(Stored data)
=== Begin Enclosure ===

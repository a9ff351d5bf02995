//! Twilio telephony gateway
//!
//! REST calls are form-encoded with HTTP basic auth; voice response
//! documents are rendered as TwiML.

use std::time::Duration;

use async_trait::async_trait;
use reqwest::{Client, Response};
use serde::Deserialize;

use ringline::{DomainError, OriginNumber, PlaceCall, PlacedCall, TelephonyGateway, Verb, VoiceResponse};

use crate::config::TwilioConfig;

const API_BASE: &str = "https://api.twilio.com/2010-04-01";
const NUMBERS_PAGE_SIZE: &str = "20";

pub struct TwilioGateway {
    client: Client,
    api_base: String,
    account_sid: String,
    auth_token: String,
    from_number: String,
    voice: String,
}

#[derive(Deserialize)]
struct CallResource {
    sid: String,
    #[serde(default)]
    status: Option<String>,
}

#[derive(Deserialize)]
struct IncomingNumbersPage {
    #[serde(default)]
    incoming_phone_numbers: Vec<IncomingNumber>,
}

#[derive(Deserialize)]
struct IncomingNumber {
    phone_number: String,
    #[serde(default)]
    friendly_name: Option<String>,
}

#[derive(Deserialize)]
struct TwilioError {
    #[serde(default)]
    code: Option<i64>,
    #[serde(default)]
    message: Option<String>,
}

impl TwilioGateway {
    pub fn new(config: &TwilioConfig, timeout: Duration) -> Self {
        Self::with_api_base(config, timeout, API_BASE)
    }

    pub fn with_api_base(config: &TwilioConfig, timeout: Duration, api_base: &str) -> Self {
        let client = Client::builder()
            .timeout(timeout)
            .build()
            .expect("Failed to build HTTP client");

        Self {
            client,
            api_base: api_base.trim_end_matches('/').to_string(),
            account_sid: config.account_sid.clone(),
            auth_token: config.auth_token.clone(),
            from_number: config.from_number.clone(),
            voice: config.voice.clone(),
        }
    }

    fn account_url(&self, path: &str) -> String {
        format!("{}/Accounts/{}/{}", self.api_base, self.account_sid, path)
    }

    /// Turn a non-2xx reply into an error carrying Twilio's own message
    async fn check(response: Response, action: &str) -> Result<Response, DomainError> {
        if response.status().is_success() {
            return Ok(response);
        }

        let status = response.status();
        let body = response.text().await.unwrap_or_default();
        let detail = serde_json::from_str::<TwilioError>(&body)
            .ok()
            .and_then(|e| match (e.code, e.message) {
                (Some(code), Some(message)) => Some(format!("{message} (code {code})")),
                (None, Some(message)) => Some(message),
                _ => None,
            })
            .unwrap_or(body);

        Err(DomainError::ExternalService(format!(
            "Twilio failed {action} ({status}): {detail}"
        )))
    }

    fn transport(action: &str) -> impl FnOnce(reqwest::Error) -> DomainError + '_ {
        move |e| {
            if e.is_timeout() {
                DomainError::ExternalService(format!("Twilio timed out {action}"))
            } else {
                DomainError::ExternalService(format!("Twilio request failed {action}: {e}"))
            }
        }
    }
}

#[async_trait]
impl TelephonyGateway for TwilioGateway {
    async fn place_call(&self, request: &PlaceCall) -> Result<PlacedCall, DomainError> {
        let from = request.from.as_deref().unwrap_or(&self.from_number);
        let response = self
            .client
            .post(self.account_url("Calls.json"))
            .basic_auth(&self.account_sid, Some(&self.auth_token))
            .form(&[
                ("To", request.to.as_str()),
                ("From", from),
                ("Url", request.connected_url.as_str()),
                ("Method", "POST"),
                ("StatusCallback", request.status_url.as_str()),
                ("StatusCallbackMethod", "POST"),
            ])
            .send()
            .await
            .map_err(Self::transport("placing call"))?;

        let call: CallResource = Self::check(response, "placing call")
            .await?
            .json()
            .await
            .map_err(|e| DomainError::ExternalService(format!("Invalid Twilio call resource: {e}")))?;

        Ok(PlacedCall {
            gateway_ref: call.sid,
            status: call.status.unwrap_or_else(|| "queued".to_string()),
        })
    }

    async fn end_call(&self, gateway_ref: &str) -> Result<(), DomainError> {
        let response = self
            .client
            .post(self.account_url(&format!("Calls/{gateway_ref}.json")))
            .basic_auth(&self.account_sid, Some(&self.auth_token))
            .form(&[("Status", "completed")])
            .send()
            .await
            .map_err(Self::transport("ending call"))?;

        Self::check(response, "ending call").await.map(|_| ())
    }

    async fn list_numbers(&self) -> Result<Vec<OriginNumber>, DomainError> {
        let response = self
            .client
            .get(self.account_url("IncomingPhoneNumbers.json"))
            .basic_auth(&self.account_sid, Some(&self.auth_token))
            .query(&[("PageSize", NUMBERS_PAGE_SIZE)])
            .send()
            .await
            .map_err(Self::transport("listing numbers"))?;

        let page: IncomingNumbersPage = Self::check(response, "listing numbers")
            .await?
            .json()
            .await
            .map_err(|e| DomainError::ExternalService(format!("Invalid Twilio numbers page: {e}")))?;

        Ok(page
            .incoming_phone_numbers
            .into_iter()
            .map(|n| OriginNumber {
                friendly_name: n.friendly_name.unwrap_or_else(|| n.phone_number.clone()),
                phone_number: n.phone_number,
            })
            .collect())
    }

    fn render(&self, response: &VoiceResponse) -> String {
        render_twiml(response, &self.voice)
    }

    fn content_type(&self) -> &'static str {
        "text/xml"
    }

    fn name(&self) -> &str {
        "twilio"
    }
}

/// Built-in and prefixed voice families `<Say>` accepts
const BUILTIN_VOICES: [&str; 3] = ["alice", "man", "woman"];
const VOICE_FAMILIES: [&str; 2] = ["Polly.", "Google."];

/// The document's voice when Twilio can speak it, else `default_voice`
fn say_voice<'a>(response: &'a VoiceResponse, default_voice: &'a str) -> &'a str {
    match response.voice.as_deref() {
        Some(voice)
            if BUILTIN_VOICES.contains(&voice)
                || VOICE_FAMILIES.iter().any(|family| voice.starts_with(family)) =>
        {
            voice
        }
        _ => default_voice,
    }
}

fn say(voice: &str, text: &str) -> String {
    format!(
        "<Say voice=\"{}\">{}</Say>",
        escape_xml(voice),
        escape_xml(text)
    )
}

/// Render a response document as TwiML
pub fn render_twiml(response: &VoiceResponse, default_voice: &str) -> String {
    let voice = say_voice(response, default_voice);
    let mut twiml = String::from("<?xml version=\"1.0\" encoding=\"UTF-8\"?>\n<Response>");
    for verb in &response.verbs {
        match verb {
            Verb::Say { text } => twiml.push_str(&say(voice, text)),
            Verb::Gather { action, prompt } => {
                let open = format!(
                    "<Gather input=\"speech\" action=\"{}\" method=\"POST\" speechTimeout=\"3\" timeout=\"10\"",
                    escape_xml(action)
                );
                match prompt {
                    Some(prompt) => {
                        twiml.push_str(&format!("{open}>{}</Gather>", say(voice, prompt)))
                    }
                    None => twiml.push_str(&format!("{open}/>")),
                }
            }
            Verb::Redirect { url } => twiml.push_str(&format!(
                "<Redirect method=\"POST\">{}</Redirect>",
                escape_xml(url)
            )),
            Verb::Hangup => twiml.push_str("<Hangup/>"),
        }
    }
    twiml.push_str("</Response>");
    twiml
}

fn escape_xml(raw: &str) -> String {
    let mut escaped = String::with_capacity(raw.len());
    for c in raw.chars() {
        match c {
            '&' => escaped.push_str("&amp;"),
            '<' => escaped.push_str("&lt;"),
            '>' => escaped.push_str("&gt;"),
            '"' => escaped.push_str("&quot;"),
            '\'' => escaped.push_str("&apos;"),
            c => escaped.push(c),
        }
    }
    escaped
}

=== End Enclosure ===

§ **Problem details**
Transcribe every line of the records, keeping each one exact.

§ **Exercise result**
repository a9ff351d5bf02995
//! Twilio telephony gateway
//!
//! REST calls are form-encoded with HTTP basic auth; voice response
//! documents are rendered as TwiML.

use std::time::Duration;

use async_trait::async_trait;
use reqwest::{Client, Response};
use serde::Deserialize;

use ringline::{DomainError, OriginNumber, PlaceCall, PlacedCall, TelephonyGateway, Verb, VoiceResponse};

use crate::config::TwilioConfig;

const API_BASE: &str = "https://api.twilio.com/2010-04-01";
const NUMBERS_PAGE_SIZE: &str = "20";

pub struct TwilioGateway {
    client: Client,
    api_base: String,
    account_sid: String,
    auth_token: String,
    from_number: String,
    voice: String,
}

#[derive(Deserialize)]
struct CallResource {
    sid: String,
    #[serde(default)]
    status: Option<String>,
}

#[derive(Deserialize)]
struct IncomingNumbersPage {
    #[serde(default)]
    incoming_phone_numbers: Vec<IncomingNumber>,
}

#[derive(Deserialize)]
struct IncomingNumber {
    phone_number: String,
    #[serde(default)]
    friendly_name: Option<String>,
}

#[derive(Deserialize)]
struct TwilioError {
    #[serde(default)]
    code: Option<i64>,
    #[serde(default)]
    message: Option<String>,
}

impl TwilioGateway {
    pub fn new(config: &TwilioConfig, timeout: Duration) -> Self {
        Self::with_api_base(config, timeout, API_BASE)
    }

    pub fn with_api_base(config: &TwilioConfig, timeout: Duration, api_base: &str) -> Self {
        let client = Client::builder()
            .timeout(timeout)
            .build()
            .expect("Failed to build HTTP client");

        Self {
            client,
            api_base: api_base.trim_end_matches('/').to_string(),
            account_sid: config.account_sid.clone(),
            auth_token: config.auth_token.clone(),
            from_number: config.from_number.clone(),
            voice: config.voice.clone(),
        }
    }

    fn account_url(&self, path: &str) -> String {
        format!("{}/Accounts/{}/{}", self.api_base, self.account_sid, path)
    }

    /// Turn a non-2xx reply into an error carrying Twilio's own message
    async fn check(response: Response, action: &str) -> Result<Response, DomainError> {
        if response.status().is_success() {
            return Ok(response);
        }

        let status = response.status();
        let body = response.text().await.unwrap_or_default();
        let detail = serde_json::from_str::<TwilioError>(&body)
            .ok()
            .and_then(|e| match (e.code, e.message) {
                (Some(code), Some(message)) => Some(format!("{message} (code {code})")),
                (None, Some(message)) => Some(message),
                _ => None,
            })
            .unwrap_or(body);

        Err(DomainError::ExternalService(format!(
            "Twilio failed {action} ({status}): {detail}"
        )))
    }

    fn transport(action: &str) -> impl FnOnce(reqwest::Error) -> DomainError + '_ {
        move |e| {
            if e.is_timeout() {
                DomainError::ExternalService(format!("Twilio timed out {action}"))
            } else {
                DomainError::ExternalService(format!("Twilio request failed {action}: {e}"))
            }
        }
    }
}

#[async_trait]
impl TelephonyGateway for TwilioGateway {
    async fn place_call(&self, request: &PlaceCall) -> Result<PlacedCall, DomainError> {
        let from = request.from.as_deref().unwrap_or(&self.from_number);
        let response = self
            .client
            .post(self.account_url("Calls.json"))
            .basic_auth(&self.account_sid, Some(&self.auth_token))
            .form(&[
                ("To", request.to.as_str()),
                ("From", from),
                ("Url", request.connected_url.as_str()),
                ("Method", "POST"),
                ("StatusCallback", request.status_url.as_str()),
                ("StatusCallbackMethod", "POST"),
            ])
            .send()
            .await
            .map_err(Self::transport("placing call"))?;

        let call: CallResource = Self::check(response, "placing call")
            .await?
            .json()
            .await
            .map_err(|e| DomainError::ExternalService(format!("Invalid Twilio call resource: {e}")))?;

        Ok(PlacedCall {
            gateway_ref: call.sid,
            status: call.status.unwrap_or_else(|| "queued".to_string()),
        })
    }

    async fn end_call(&self, gateway_ref: &str) -> Result<(), DomainError> {
        let response = self
            .client
            .post(self.account_url(&format!("Calls/{gateway_ref}.json")))
            .basic_auth(&self.account_sid, Some(&self.auth_token))
            .form(&[("Status", "completed")])
            .send()
            .await
            .map_err(Self::transport("ending call"))?;

        Self::check(response, "ending call").await.map(|_| ())
    }

    async fn list_numbers(&self) -> Result<Vec<OriginNumber>, DomainError> {
        let response = self
            .client
            .get(self.account_url("IncomingPhoneNumbers.json"))
            .basic_auth(&self.account_sid, Some(&self.auth_token))
            .query(&[("PageSize", NUMBERS_PAGE_SIZE)])
            .send()
            .await
            .map_err(Self::transport("listing numbers"))?;

        let page: IncomingNumbersPage = Self::check(response, "listing numbers")
            .await?
            .json()
            .await
            .map_err(|e| DomainError::ExternalService(format!("Invalid Twilio numbers page: {e}")))?;

        Ok(page
            .incoming_phone_numbers
            .into_iter()
            .map(|n| OriginNumber {
                friendly_name: n.friendly_name.unwrap_or_else(|| n.phone_number.clone()),
                phone_number: n.phone_number,
            })
            .collect())
    }

    fn render(&self, response: &VoiceResponse) -> String {
        render_twiml(response, &self.voice)
    }

    fn content_type(&self) -> &'static str {
        "text/xml"
    }

    fn name(&self) -> &str {
        "twilio"
    }
}

/// Built-in and prefixed voice families `<Say>` accepts
const BUILTIN_VOICES: [&str; 3] = ["alice", "man", "woman"];
const VOICE_FAMILIES: [&str; 2] = ["Polly.", "Google."];

/// The document's voice when Twilio can speak it, else `default_voice`
fn say_voice<'a>(response: &'a VoiceResponse, default_voice: &'a str) -> &'a str {
    match response.voice.as_deref() {
        Some(voice)
            if BUILTIN_VOICES.contains(&voice)
                || VOICE_FAMILIES.iter().any(|family| voice.starts_with(family)) =>
        {
            voice
        }
        _ => default_voice,
    }
}

fn say(voice: &str, text: &str) -> String {
    format!(
        "<Say voice=\"{}\">{}</Say>",
        escape_xml(voice),
        escape_xml(text)
    )
}

/// Render a response document as TwiML
pub fn render_twiml(response: &VoiceResponse, default_voice: &str) -> String {
    let voice = say_voice(response, default_voice);
    let mut twiml = String::from("<?xml version=\"1.0\" encoding=\"UTF-8\"?>\n<Response>");
    for verb in &response.verbs {
        match verb {
            Verb::Say { text } => twiml.push_str(&say(voice, text)),
            Verb::Gather { action, prompt } => {
                let open = format!(
                    "<Gather input=\"speech\" action=\"{}\" method=\"POST\" speechTimeout=\"3\" timeout=\"10\"",
                    escape_xml(action)
                );
                match prompt {
                    Some(prompt) => {
                        twiml.push_str(&format!("{open}>{}</Gather>", say(voice, prompt)))
                    }
                    None => twiml.push_str(&format!("{open}/>")),
                }
            }
            Verb::Redirect { url } => twiml.push_str(&format!(
                "<Redirect method=\"POST\">{}</Redirect>",
                escape_xml(url)
            )),
            Verb::Hangup => twiml.push_str("<Hangup/>"),
        }
    }
    twiml.push_str("</Response>");
    twiml
}

fn escape_xml(raw: &str) -> String {
    let mut escaped = String::with_capacity(raw.len());
    for c in raw.chars() {
        match c {
            '&' => escaped.push_str("&amp;"),
            '<' => escaped.push_str("&lt;"),
            '>' => escaped.push_str("&gt;"),
            '"' => escaped.push_str("&quot;"),
            '\'' => escaped.push_str("&apos;"),
            c => escaped.push(c),
        }
    }
    escaped
}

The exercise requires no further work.